=== Supplied records ===
○ ○ ○ ○
use serde::Serialize;
use unicode_width::UnicodeWidthStr;

use emoji_core::{PlayerId, RewriteEngine, SourceKind};

use super::die;

#[derive(Serialize)]
struct SymbolRow<'a> {
    name: &'a str,
    token: &'a str,
    codepoint: String,
    shortcuts: Vec<&'a str>,
}

pub fn list(names_file: Option<&str>, config_file: Option<&str>, json: bool) {
    let names = super::name_source(names_file);
    let config = super::config(config_file);
    let (engine, report) = RewriteEngine::loaded(&names, &config);
    for issue in &report.issues {
        eprintln!("Warning: {issue}");
    }

    let rows: Vec<SymbolRow> = engine
        .symbols()
        .iter()
        .map(|entry| SymbolRow {
            name: entry.name(),
            token: entry.token(),
            codepoint: format!("U+{:04X}", entry.symbol() as u32),
            shortcuts: engine
                .shortcuts()
                .iter()
                .filter(|(_, token)| *token == entry.token())
                .map(|(shortcut, _)| shortcut)
                .collect(),
        })
        .collect();

    if json {
        println!("{}", die!(serde_json::to_string_pretty(&rows), "Error: {}"));
        return;
    }

    let width = rows.iter().map(|r| r.token.width()).max().unwrap_or(0);
    for row in &rows {
        let pad = width - row.token.width();
        println!(
            "{}  {}{}  {}",
            row.codepoint,
            row.token,
            " ".repeat(pad),
            row.shortcuts.join(" ")
        );
    }
    println!("{} symbols", rows.len());
}

pub fn convert(
    text: &str,
    source: SourceKind,
    names_file: Option<&str>,
    config_file: Option<&str>,
    no_shortcuts: bool,
    escape: bool,
) {
    let names = super::name_source(names_file);
    let config = super::config(config_file);
    let (mut engine, report) = RewriteEngine::loaded(&names, &config);
    for issue in &report.issues {
        eprintln!("Warning: {issue}");
    }

    let player = PlayerId::nil();
    if no_shortcuts {
        engine.toggle_shortcuts_off(player);
    }
    let out = engine.rewrite(source, player, text);
    if escape {
        println!("{}", escape_private_use(&out));
    } else {
        println!("{out}");
    }
}

/// Render private-use characters as `\u{XXXX}` so output is readable without
/// the resource pack.
fn escape_private_use(s: &str) -> String {
    let mut out = String::with_capacity(s.len());
    for c in s.chars() {
        if ('\u{E000}'..='\u{F8FF}').contains(&c) {
            out.push_str(&format!("\\u{{{:04X}}}", c as u32));
        } else {
            out.push(c);
        }
    }
    out
}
○ ○ ○ ○
=== Task details ===
Only a number is needed here: the count of lines above that hold the string "bool".

=== Task answer ===
3